Si pelaku regresi tidak melakukan apa pun saat menyaksikan orang-orang mati, tetapi pada akhirnya, itu adalah keputusan yang tepat.
Karena si regresif masih hidup.
Untuk saat ini.
‘Berkelahi? Jangan berkelahi? Cih. Apa yang harus aku lakukan?’
Jika hanya soal bertahan hidup, melarikan diri sementara Raja Gunung membantai Pasukan Harimau Hitam… Bahkan pilihan itu membuatnya ragu. Terlepas dari urgensi situasi, sang penjelajah waktu dengan dingin menganalisis keadaannya.
‘Jika aku lari sendirian, aku akan diburu dan dibunuh. Jika aku ingin memiliki sedikit peluang untuk bertahan hidup, aku harus memastikan semua orang berpencar ke berbagai arah. Kalau tidak, yang bisa kulakukan hanyalah berbaring dan berdoa agar harimau itu mengampuniku… Sial! Itu tetap berarti menyerahkan hidupku pada kehendak seekor harimau!’
Aku pun merasakan hal yang sama. Tanpa bisa membaca pikiran Penguasa Gunung, aku tidak yakin apakah membelakangi dan lari adalah keputusan yang tepat saat berhadapan dengan seekor binatang buas.

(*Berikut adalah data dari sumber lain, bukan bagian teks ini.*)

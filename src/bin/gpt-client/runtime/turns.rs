use std::time::Instant;

use tokio::sync::mpsc;
use tokio_util::sync::CancellationToken;

use gpt_client::{LLMError, TurnRequest};

use super::events::{AppEvent, TurnEvent};

/// Runs remote calls off the event loop, one at a time.
pub struct TurnManager {
    sender: mpsc::Sender<AppEvent>,
    active: Option<CancellationToken>,
}

impl TurnManager {
    pub fn new(sender: mpsc::Sender<AppEvent>) -> Self {
        Self {
            sender,
            active: None,
        }
    }

    pub fn start(&mut self, request: TurnRequest) {
        let token = CancellationToken::new();
        self.active = Some(token.clone());
        let sender = self.sender.clone();
        tokio::spawn(run_turn(request, sender, token));
    }

    /// Asks the running task to stop. It still reports back, with
    /// [`LLMError::Cancelled`].
    pub fn cancel(&mut self) -> bool {
        match self.active.take() {
            Some(token) => {
                token.cancel();
                true
            }
            None => false,
        }
    }

    pub fn finished(&mut self) {
        self.active = None;
    }
}

async fn run_turn(request: TurnRequest, sender: mpsc::Sender<AppEvent>, cancel: CancellationToken) {
    let started = Instant::now();
    let result = tokio::select! {
        _ = cancel.cancelled() => Err(LLMError::Cancelled),
        result = request.run() => result,
    };
    log::debug!(
        "turn on conversation {} finished in {:?} (ok: {})",
        request.index(),
        started.elapsed(),
        result.is_ok()
    );
    let _ = sender
        .send(AppEvent::Turn(TurnEvent { request, result }))
        .await;
}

‘Aku bisa bertahan. Tapi…!’
Sang pelaku regresi itu sendiri merupakan sosok yang hampir absurd. Setelah mengumpulkan berbagai cara yang tak terhitung jumlahnya, ia memiliki cara untuk mengatasi kesulitan ini. Tetapi itu hanya berlaku untuk dirinya sendiri.
‘Bagaimana dengan Hughes? Bagaimana dengan Ende? Dan Azzy, yang kehilangan mahkotanya? Haruskah aku meninggalkan mereka begitu saja untuk dibunuh oleh Penguasa Gunung dan melarikan diri?’

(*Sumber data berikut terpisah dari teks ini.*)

use std::io::{self, Stdout};

use crossterm::event::{DisableBracketedPaste, EnableBracketedPaste};
use crossterm::execute;
use crossterm::terminal::{
    disable_raw_mode, enable_raw_mode, EnterAlternateScreen, LeaveAlternateScreen,
};
use ratatui::backend::CrosstermBackend;
use ratatui::Terminal;

pub type AppTerminal = Terminal<CrosstermBackend<Stdout>>;

pub fn init_terminal() -> io::Result<AppTerminal> {
    enable_raw_mode()?;
    let mut stdout = io::stdout();
    execute!(stdout, EnterAlternateScreen, EnableBracketedPaste)?;
    let backend = CrosstermBackend::new(stdout);
    Terminal::new(backend)
}

pub fn restore_terminal() -> io::Result<()> {
    disable_raw_mode()?;
    execute!(io::stdout(), LeaveAlternateScreen, DisableBracketedPaste)?;
    Ok(())
}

Sang pelaku regresi bisa melarikan diri. Dia memiliki kemampuan untuk sejenak menjauh dari absurditas ini, mengamati situasi, dan mengubah peristiwa setelah kembali.

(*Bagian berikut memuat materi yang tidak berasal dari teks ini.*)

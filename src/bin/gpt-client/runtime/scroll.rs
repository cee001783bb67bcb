/// Lines scrolled up from the bottom of the transcript.
#[derive(Debug, Default, Clone, Copy)]
pub struct ScrollState {
    offset: u16,
}

impl ScrollState {
    pub fn offset(&self) -> u16 {
        self.offset
    }

    pub fn reset(&mut self) {
        self.offset = 0;
    }

    pub fn scroll_up(&mut self, lines: u16) {
        self.offset = self.offset.saturating_add(lines);
    }

    pub fn scroll_down(&mut self, lines: u16) {
        self.offset = self.offset.saturating_sub(lines);
    }
}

Namun dia memilih untuk tidak melakukannya.
Sekalipun dia meninggal, dia akan menggunakan pengalaman ini sebagai bekal dan memulai kembali. Dia ingin melihat apa yang terjadi selanjutnya.
‘Tidak! Aku sudah sampai sejauh ini…! Jika aku kabur sekarang, ronde ini akan berakhir! Aku perlu tahu apa yang terjadi pada Azzy setelah kehilangan mahkotanya, bagaimana Raja Serigala dengan mahkota lengkap berbeda dari sebelumnya, dan perubahan apa yang dibawa oleh campur tangan Hughes! Jika aku kabur, aku tidak akan tahu apa-apa!’
Di mata sang regressor, cahaya tujuh warna berkelap-kelip. Warna-warna dari Mata Tujuh Warna menyatu menjadi satu, mengungkapkan apa yang tersembunyi di balik cahaya itu. Mata terkutuk itu, yang dulunya disebut Mata Surgawi Seribu Roda, Mata Takdir, berkilauan, mencerminkan masa lalu yang mustahil.
Suatu keadaan yang pernah ia capai. Suatu masa ketika, alih-alih meraih kebenaran yang tak terjangkau, ia berlatih sihir untuk mempelajari Seni Arcane Bawaannya. Ia akhirnya gagal, tetapi kegagalan itu memungkinkannya untuk memahami kekuatan relik dengan lebih dalam.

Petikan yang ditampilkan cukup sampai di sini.